The Wikipedia entry does a competent job of recounting the man’s scientific achievements — he singlehandedly created the field of chemical thermodynamics. Also he had a big hand in the early development of vector algebra and analysis, and statistical mechanics. [BTW, this entry at the Encyclopedia of Human Thermodynamics is pretty good too. It has a short section devoted to anecdotes about JWG.]
He was born in a family with a long line of scholars. His father was a renowned linguist at Yale (he played a role in the Amistad case whose origins date back to the year JWG was born). JWG grew up in New Haven, studied at Yale for his bachelors and doctoral degrees. He joined Yale as a tutor, and except for 3+ years of European visit during 186669, he rarely ventured out of New Haven. He remained unmarried.
I was surprised to learn that his early years as a faculty member at Yale were primarily in an honorary (i.e., unpaid) capacity. Yale made him a (properly salaried) professor only when he received a professorship offer from Johns Hopkins! JWG was into his middle years by then (1880, when he was 41), and all his three major pieces on thermodynamics had been published.
Since those papers appeared in the Transactions of the Connecticut Academy, they never reached the kind of scientific audience they deserved; it took the efforts of some of his cheerleaders — including James Clerk Maxwell! — to make them well known among scientists in Europe.
Here are a few excerpts on the man and his science:

… He had studied with Weierstrass and was not unmindful of mathematical rigor; in the paper in which he pointed out that phenomenon of the convergence of Fourier series which has come to be known as the Gibbs phenomenon he showed his appreciation of mathematical precision as he did on other occasions. But fundamentally he was not interested in rigor for itself, he was inspired by the greater problem of the union between reflective analytical thought and the world of fact. He did not feel that one should not study pure mathematics; he was not onesided or dogmatic in any of his views.
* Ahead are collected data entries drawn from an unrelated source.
use dashmap::DashMap;
use std::collections::VecDeque;
use std::sync::{Arc, Mutex};
use tracing::debug;

use crate::{error::GenerationError, llm::TextGenerator};

/// Memoizes generated text by exact prompt.
///
/// Without a capacity the cache only grows. With a capacity the oldest
/// inserted prompt is evicted first.
#[derive(Clone, Default)]
pub struct ResponseCache {
    entries: Arc<DashMap<String, String>>,
    order: Arc<Mutex<VecDeque<String>>>,
    capacity: Option<usize>,
}

impl ResponseCache {
    pub fn new(capacity: Option<usize>) -> Self {
        Self {
            entries: Arc::new(DashMap::new()),
            order: Arc::new(Mutex::new(VecDeque::new())),
            capacity,
        }
    }

    pub fn get(&self, prompt: &str) -> Option<String> {
        self.entries.get(prompt).map(|entry| entry.value().clone())
    }

    pub fn insert(&self, prompt: String, response: String) {
        let mut order = self.order.lock().unwrap_or_else(|e| e.into_inner());
        if self.entries.insert(prompt.clone(), response).is_some() {
            return;
        }
        order.push_back(prompt);

        if let Some(capacity) = self.capacity {
            while order.len() > capacity {
                if let Some(oldest) = order.pop_front() {
                    debug!(prompt_len = oldest.len(), "Evicting cached response");
                    self.entries.remove(&oldest);
                }
            }
        }
    }

    pub fn len(&self) -> usize {
        self.entries.len()
    }

    pub fn is_empty(&self) -> bool {
        self.entries.is_empty()
    }
}

/// A [`TextGenerator`] front that answers repeated prompts from a [`ResponseCache`].
#[derive(Clone)]
pub struct CachedGenerator {
    inner: Arc<dyn TextGenerator>,
    cache: ResponseCache,
}

impl CachedGenerator {
    pub fn new(inner: Arc<dyn TextGenerator>, cache: ResponseCache) -> Self {
        Self { inner, cache }
    }

    pub fn cache(&self) -> &ResponseCache {
        &self.cache
    }

    /// Failures are returned, never cached.
    pub async fn generate(&self, prompt: &str) -> Result<String, GenerationError> {
        if let Some(cached) = self.cache.get(prompt) {
            debug!(prompt_len = prompt.len(), "Response cache hit");
            return Ok(cached);
        }

        let response = self.inner.generate(prompt).await?.trim().to_string();
        self.cache.insert(prompt.to_string(), response.clone());
        Ok(response)
    }
}

#[cfg(test)]
mod tests {
    use super::*;
    use crate::llm::{GuardedGenerator, testing::ScriptedGenerator};
    use async_trait::async_trait;
    use std::sync::atomic::{AtomicUsize, Ordering};
    use std::time::Duration;

    /// Never answers within a minute.
    #[derive(Default)]
    struct StalledGenerator {
        calls: AtomicUsize,
    }

    #[async_trait]
    impl TextGenerator for StalledGenerator {
        async fn generate(&self, _prompt: &str) -> Result<String, GenerationError> {
            self.calls.fetch_add(1, Ordering::SeqCst);
            tokio::time::sleep(Duration::from_secs(3600)).await;
            Ok("too late".to_string())
        }
    }

    #[tokio::test]
    async fn identical_prompts_call_the_generator_once() {
        let generator = Arc::new(ScriptedGenerator::replying("  Rest and fluids.  "));
        let cached = CachedGenerator::new(generator.clone(), ResponseCache::new(None));

        let first = cached.generate("advice for fever").await.unwrap();
        let second = cached.generate("advice for fever").await.unwrap();

        assert_eq!(first, "Rest and fluids.");
        assert_eq!(second, first);
        assert_eq!(generator.calls(), 1);
    }

    #[tokio::test]
    async fn distinct_prompts_do_not_collide() {
        let generator = Arc::new(ScriptedGenerator::replying("ok"));
        let cached = CachedGenerator::new(generator.clone(), ResponseCache::new(None));

        cached.generate("advice for fever").await.unwrap();
        cached.generate("advice for Fever").await.unwrap();

        assert_eq!(generator.calls(), 2);
        assert_eq!(cached.cache().len(), 2);
    }

    #[tokio::test]
    async fn failures_are_not_cached() {
        let generator = Arc::new(ScriptedGenerator::failing(GenerationError::Provider(
            "quota exceeded".to_string(),
        )));
        let cached = CachedGenerator::new(generator.clone(), ResponseCache::new(None));

        assert!(cached.generate("advice").await.is_err());
        assert!(cached.generate("advice").await.is_err());
        assert_eq!(generator.calls(), 2);
        assert!(cached.cache().is_empty());
    }

    #[tokio::test(start_paused = true)]
    async fn timed_out_advice_is_not_cached() {
        let stalled = Arc::new(StalledGenerator::default());
        let guarded = GuardedGenerator::new(stalled.clone(), Duration::from_secs(60));
        let cached = CachedGenerator::new(Arc::new(guarded), ResponseCache::new(None));

        for _ in 0..2 {
            assert_eq!(
                cached.generate("advice for fever").await,
                Err(GenerationError::Timeout(60))
            );
        }
        assert_eq!(stalled.calls.load(Ordering::SeqCst), 2);
        assert!(cached.cache().is_empty());
    }

    #[test]
    fn capacity_evicts_oldest_entry() {
        let cache = ResponseCache::new(Some(2));
        cache.insert("a".into(), "1".into());
        cache.insert("b".into(), "2".into());
        cache.insert("c".into(), "3".into());

        assert_eq!(cache.len(), 2);
        assert!(cache.get("a").is_none());
        assert_eq!(cache.get("c").as_deref(), Some("3"));
    }

    #[test]
    fn reinserting_a_prompt_does_not_grow_the_cache() {
        let cache = ResponseCache::new(Some(2));
        cache.insert("a".into(), "1".into());
        cache.insert("a".into(), "1 again".into());
        cache.insert("b".into(), "2".into());

        assert_eq!(cache.len(), 2);
        assert_eq!(cache.get("a").as_deref(), Some("1 again"));
    }
}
What he said was that one of the uses of a good mathematical background was in the study of the problems set us by Nature. [E.B. Wilson, Ref. 1, below]

“A mathematician may say anything he pleases, but a physicist must be at least partially sane.” This quote, attributed to JWG (see Wikiquotes), goes quite well with Wilson’s recollection of JWG’s attitude towards math and physics.
References:
 Edwin Bidwell Wilson: Reminiscences of Gibbs by a student and colleague
 Biographical Memoir of Josiah Willard Gibbs, published in the Biographical Memoirs – National Academy of Sciences, Volume VI (1909).
 The Greatest Simplicity: J. Willard Gibbs in Great Physicists: The Life and Times of Leading Physicists from Galileo to Hawking by William H. Cropper, Oxford University Press (2001).